8-16ish datapoints per sample and they'll be distributed more or less evenly during the day and then pretty much go dead at night. There may or may not be a value for every data point at every sample.
There's good news and bad news. Good news is storing this much data isn't hard; there's plenty of people who've done it and many systems will scale enough.
Bad news is picking a system means understanding access patterns -- reading, not writing. Do you only need to look within a single user? That's much easier. If you have to query across users, or do things like (and I have no idea what your problem domain is, but if it's utility usage, things like average usage by zip or block; if it's wearables, activity by city, etc), stuff gets much harder. How granular do you need to be able to query, and how far back? What is the sla on a query: are results calculated in batch mode or on demand for a website? You often have to duplicate data in order to optimize one set for throughput access and the other set for minimal random query time. Can you get away with logarithmic granularity for queries, ie every sample is available for 1 month, every 3rd for the next month, every 10th for a couple months after that, etc. What windowing functions do you need to run, and how frequently do they need to be updated? What is the ratio of writes to reads? If you have to access random data quickly, eg for a site, can you calculate > 1 day back in batch mode, cache those results, and add the last 24h of data at runtime? etc etc etc.
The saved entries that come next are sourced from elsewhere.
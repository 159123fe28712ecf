//! Projection of a [`FilterSpec`] onto what the remote store evaluates itself.
//!
//! The store understands a single label and a subject substring, and always
//! lists newest first. Anything richer is re-checked client-side against
//! every page.

use serde::{Deserialize, Serialize};

use crate::model::message::MessageMetadata;

use super::spec::{has_label, FilterSpec};

/// The server-evaluable subset of a filter.
#[derive(Debug, Clone, PartialEq, Eq, Serialize, Deserialize)]
pub struct ServerFilter {
    /// Restrict the listing to one label.
    pub label_id: Option<String>,
    /// Case-insensitive subject substring.
    pub subject: Option<String>,
    /// Newest first. Always `true` for export listings.
    pub descending: bool,
}

impl Default for ServerFilter {
    fn default() -> Self {
        Self {
            label_id: None,
            subject: None,
            descending: true,
        }
    }
}

impl ServerFilter {
    /// `true` if the store is asked to narrow the listing at all.
    pub fn is_narrowing(&self) -> bool {
        self.label_id.is_some() || self.subject.is_some()
    }

    /// The predicate a store applies for this projection.
    pub fn accepts(&self, msg: &MessageMetadata) -> bool {
        if let Some(label) = &self.label_id {
            if !has_label(msg, label) {
                return false;
            }
        }
        if let Some(subject) = &self.subject {
            if !msg.subject.to_lowercase().contains(&subject.to_lowercase()) {
                return false;
            }
        }
        true
    }
}

impl FilterSpec {
    /// Split into the server projection and whether the full spec must also
    /// be evaluated against every returned page.
    pub fn to_server_filter(&self) -> (ServerFilter, bool) {
        let mut server = ServerFilter::default();

        if let [label] = self.label_ids.as_slice() {
            server.label_id = Some(label.trim().to_string());
        }
        if self.subject_needle().is_some() {
            server.subject = self.subject.clone();
        }

        (server, self.needs_client_side())
    }

    /// Whether any criterion is beyond what the store can evaluate.
    pub fn needs_client_side(&self) -> bool {
        self.label_ids.len() > 1
            || !self.senders.is_empty()
            || !self.recipients.is_empty()
            || !self.domains.is_empty()
            || self.after.is_some()
            || self.before.is_some()
            || (self.subject_needle().is_some() && !self.label_ids.is_empty())
    }
}

#[cfg(test)]
mod tests {
    use super::*;
    use crate::model::address::EmailAddress;

    fn labels(ids: &[&str]) -> FilterSpec {
        FilterSpec {
            label_ids: ids.iter().map(|s| s.to_string()).collect(),
            ..Default::default()
        }
    }

    #[test]
    fn test_single_label_is_server_only() {
        let (server, client) = labels(&["0"]).to_server_filter();
        assert!(!client);
        assert_eq!(server.label_id.as_deref(), Some("0"));
        assert!(server.descending);
    }

    #[test]
    fn test_multiple_labels_need_client() {
        let (server, client) = labels(&["0", "5"]).to_server_filter();
        assert!(client);
        assert!(server.label_id.is_none());
    }

    #[test]
    fn test_subject_alone_is_server_only() {
        let spec = FilterSpec {
            subject: Some("invoice".into()),
            ..Default::default()
        };
        let (server, client) = spec.to_server_filter();
        assert!(!client);
        assert_eq!(server.subject.as_deref(), Some("invoice"));
    }

    #[test]
    fn test_subject_with_label_needs_client() {
        let spec = FilterSpec {
            subject: Some("invoice".into()),
            ..labels(&["0"])
        };
        assert!(spec.to_server_filter().1);
    }

    #[test]
    fn test_client_only_categories() {
        let cases = [
            FilterSpec {
                senders: vec!["a@b.com".into()],
                ..Default::default()
            },
            FilterSpec {
                recipients: vec!["@b.com".into()],
                ..Default::default()
            },
            FilterSpec {
                domains: vec!["b.com".into()],
                ..Default::default()
            },
            FilterSpec {
                after: Some(1),
                ..Default::default()
            },
            FilterSpec {
                before: Some(1),
                ..Default::default()
            },
        ];
        for spec in cases {
            let (server, client) = spec.to_server_filter();
            assert!(client, "{spec:?}");
            assert!(!server.is_narrowing(), "{spec:?}");
        }
    }

    #[test]
    fn test_empty_spec_projects_to_plain_listing() {
        let (server, client) = FilterSpec::default().to_server_filter();
        assert_eq!(server, ServerFilter::default());
        assert!(!client);
    }

    /// Server pre-filtering followed by the client pass must agree with
    /// evaluating the full spec directly.
    #[test]
    fn test_server_then_client_agrees_with_direct_match() {
        let make = |id: &str, labels: &[&str], subject: &str, sender: &str, time: i64| {
            MessageMetadata {
                id: id.into(),
                time,
                label_ids: labels.iter().map(|s| s.to_string()).collect(),
                sender: Some(EmailAddress::new(sender)),
                subject: subject.into(),
                ..Default::default()
            }
        };
        let messages = vec![
            make("a", &["0"], "Invoice 1", "alice@example.com", 100),
            make("b", &["0", "5"], "hello", "bob@example.com", 200),
            make("c", &["2"], "invoice 2", "alice@proton.me", 300),
            make("d", &[], "misc", "carol@example.com", 400),
            make("e", &["5"], "INVOICE final", "dave@example.com", 500),
        ];

        let specs = vec![
            FilterSpec::default(),
            labels(&["0"]),
            labels(&["0", "2"]),
            FilterSpec {
                subject: Some("invoice".into()),
                ..Default::default()
            },
            FilterSpec {
                subject: Some("invoice".into()),
                ..labels(&["5"])
            },
            FilterSpec {
                senders: vec!["@example.com".into()],
                after: Some(200),
                ..labels(&["0"])
            },
            FilterSpec {
                domains: vec!["proton.me".into()],
                before: Some(400),
                ..Default::default()
            },
        ];

        for spec in &specs {
            let (server, client) = spec.to_server_filter();
            for msg in &messages {
                let combined = server.accepts(msg) && (!client || spec.matches(msg));
                assert_eq!(combined, spec.matches(msg), "spec {spec:?} msg {}", msg.id);
            }
        }
    }
}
You need to have some conversations with the data consumers.
Edit: and I've assumed these data are read-only; if you can update them, then there's far more difficulty.
There should be no updates but there is a possibility that records can be added out of order. I've seen that this is a problem for some systems and not for others.
My guess would be you would want Cassandra, specifically to incur less overhead for empty values. I haven't built finance backtesting/monitoring infrastructure - which sounds exactly like what you're building - but in this case, I think you'll get real value from triggers, even if that's only being supported experimentally right now.